Das ist von Fall zu Fall unterschiedlich. Die Natur hat eine große Vielfalt an Strategien entwickelt. Die Herausforderung besteht auch hier darin, diejenige auszuwählen, die in der realen Welt erfolgreich umgesetzt werden kann.
Inwieweit könnten die Materialien dadurch auch nachhaltiger werden?
Als Forschende stehen wir ganz am Anfang der Innovation und können nur einen Teil des Prozesses, der Materialien nachhaltig macht, mitgestalten. Deshalb arbeiten wir mit mit verschiedenen Experten zusammen, die uns helfen, das Gesamtbild der Materialherstellung zu betrachten und bewährte Verfahren zu finden. Wir müssen dringend Lösungen finden, um Materialien nachhaltiger zu machen, indem wir bewusst Ressourcen einsetzen und sicherstellen, dass wir mit reichlich vorhandenen und erneuerbaren Materialien beginnen. Ich glaube jedoch, dass es wichtig ist, daran zu denken, dass die Ressourcen nicht unendlich sind.

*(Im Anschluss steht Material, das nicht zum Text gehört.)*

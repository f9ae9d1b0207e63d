//! Interval insertion: one synthetic node every fixed number of minutes.
//!
//! # Algorithm
//!
//! An edge `O → D` taking `T` minutes, cut every `L` minutes, receives
//! `floor(T / L)` nodes. When `T` is an exact multiple of `L` the last node
//! would coincide with `D`, so it is dropped.
//!
//! ```text
//!   O ──L── n0 ──L── n1 ──L── ... ── n(k-1) ──(T - k·L)── D
//! ```
//!
//! Only the forward direction is populated; travel back along the edge is
//! left absent (unreachable).

use log::{debug, warn};

use crate::config::check_interval;
use crate::error::{BreakError, Result};
use crate::matrix::{check_weight, SubMatrix};

/// Number of nodes interval insertion creates for an edge of `travel_time`.
///
/// # Examples
///
/// ```
/// use u_breaks::synthesis::interval_node_count;
///
/// assert_eq!(interval_node_count(150.0, 60.0), 2);
/// assert_eq!(interval_node_count(120.0, 60.0), 1);
/// assert_eq!(interval_node_count(45.0, 60.0), 0);
/// ```
pub fn interval_node_count(travel_time: f64, interval_length: f64) -> usize {
    let count = (travel_time / interval_length).floor() as usize;
    if travel_time % interval_length == 0.0 {
        count.saturating_sub(1)
    } else {
        count
    }
}

/// Inserts a node every `interval_length` minutes along `origin → destination`.
///
/// Nodes are numbered `starting_node, starting_node + 1, ...` in travel
/// order. Fails with [`BreakError::Configuration`] when more than
/// `max_nodes` would be created, or when that range would reuse `origin` or
/// `destination`.
///
/// # Examples
///
/// ```
/// use u_breaks::synthesis::synthesize_interval;
///
/// let sub = synthesize_interval(0, 1, 150.0, 10, 60.0, 100).unwrap();
/// assert_eq!(sub.get(0, 10), Some(60.0));
/// assert_eq!(sub.get(0, 11), Some(120.0));
/// assert_eq!(sub.get(10, 11), Some(60.0));
/// assert_eq!(sub.get(11, 1), Some(30.0));
/// assert_eq!(sub.get(11, 10), None);
/// ```
pub fn synthesize_interval(
    origin: usize,
    destination: usize,
    travel_time: f64,
    starting_node: usize,
    interval_length: f64,
    max_nodes: usize,
) -> Result<SubMatrix> {
    check_weight(travel_time)?;
    check_interval(interval_length)?;

    let count = interval_node_count(travel_time, interval_length);
    if count > max_nodes {
        warn!(
            "edge {origin} -> {destination} ({travel_time} min) needs {count} nodes at \
             {interval_length} min intervals"
        );
        return Err(BreakError::Configuration(format!(
            "edge {origin} -> {destination} would need {count} nodes, limit is {max_nodes}"
        )));
    }

    let nodes = starting_node..starting_node + count;
    if let Some(id) = [origin, destination].into_iter().find(|id| nodes.contains(id)) {
        return Err(BreakError::Configuration(format!(
            "synthetic nodes {nodes:?} overlap endpoint {id} of edge {origin} -> {destination}"
        )));
    }

    let mut sub = SubMatrix::new();
    sub.insert(origin, origin, 0.0);
    sub.insert(origin, destination, travel_time);
    sub.insert(destination, destination, 0.0);

    for k in 0..count {
        let node = starting_node + k;
        let elapsed = interval_length * (k + 1) as f64;
        sub.mark_synthetic(node);
        sub.insert(origin, node, elapsed);
        sub.insert(node, node, 0.0);
        sub.insert(node, destination, travel_time - elapsed);
        for prev in 0..k {
            sub.insert(
                starting_node + prev,
                node,
                interval_length * (k - prev) as f64,
            );
        }
    }

    debug!("edge {origin} -> {destination}: {count} interval nodes from {starting_node}");
    Ok(sub)
}
//! Travel-time tables.
//!
//! [`TravelTimeMatrix`] is the long-lived global table; [`SubMatrix`] is the
//! small sparse table a single synthesis call produces.

mod sub_matrix;
mod travel_time;

pub use sub_matrix::SubMatrix;
pub use travel_time::TravelTimeMatrix;
pub(crate) use travel_time::check_weight;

Seit dem 1. Januar sind Sie Direktorin am MPIKG und Leiterin der neu gegründeten Abteilung "Nachhaltige und bioinspirierte Materialien".
Woran forschen Sie derzeit?
Von den Pflanzen wenden wir uns langsam den Algen zu und wollen besser verstehen, wie sich diese Organismen schnell an unterschiedliche Umgebungen und Umweltbelastungen anpassen.
Was würden Sie gerne erreichen?
Ich hoffe, dass wir neue Strategien entwickeln werden, um künstliche Materialien herzustellen, die von natürlichen Materialien nicht zu unterscheiden sind, und diese in den Lebenszyklus des Planeten integrieren, ohne den bestehenden Zyklus zu zerstören.